Data records START
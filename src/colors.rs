//! Color types and ARGB8888 packing.
//!
//! Fill colors travel through the engine as [`Rgb`] triples; the color buffer
//! stores packed `0xAARRGGBB` words.

use serde::{Deserialize, Serialize};

// Colors in ARGB8888 format
pub const BACKGROUND: u32 = 0xFFFFFFFF;

/// An opaque 8-bit-per-channel color.
///
/// Serialized as a `[r, g, b]` array, the same shape the scene files use for
/// vertex colors.
#[derive(Clone, Copy, Debug, PartialEq, Eq, Hash, Default, Serialize, Deserialize)]
#[serde(from = "[u8; 3]", into = "[u8; 3]")]
pub struct Rgb {
    pub r: u8,
    pub g: u8,
    pub b: u8,
}

impl Rgb {
    pub const BLACK: Self = Self::new(0, 0, 0);
    pub const WHITE: Self = Self::new(255, 255, 255);
    pub const RED: Self = Self::new(255, 0, 0);

    pub const fn new(r: u8, g: u8, b: u8) -> Self {
        Self { r, g, b }
    }

    /// Packs into a fully opaque ARGB8888 word.
    pub const fn to_argb(self) -> u32 {
        0xFF00_0000 | ((self.r as u32) << 16) | ((self.g as u32) << 8) | (self.b as u32)
    }

    /// Unpacks an ARGB8888 word, dropping alpha.
    pub const fn from_argb(color: u32) -> Self {
        Self::new((color >> 16) as u8, (color >> 8) as u8, color as u8)
    }
}

impl From<[u8; 3]> for Rgb {
    fn from([r, g, b]: [u8; 3]) -> Self {
        Self::new(r, g, b)
    }
}

impl From<Rgb> for [u8; 3] {
    fn from(color: Rgb) -> Self {
        [color.r, color.g, color.b]
    }
}

/// Converts an ARGB8888 word into the RGBA byte order the `image` crate expects.
#[inline]
pub fn argb_to_rgba(color: u32) -> [u8; 4] {
    let a = (color >> 24) as u8;
    let Rgb { r, g, b } = Rgb::from_argb(color);
    [r, g, b, a]
}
Data records END
## Task item:
Among the entries above, how many lines contain the string "Deserialize"? Write the number alone.

## Solution to the exercise:
2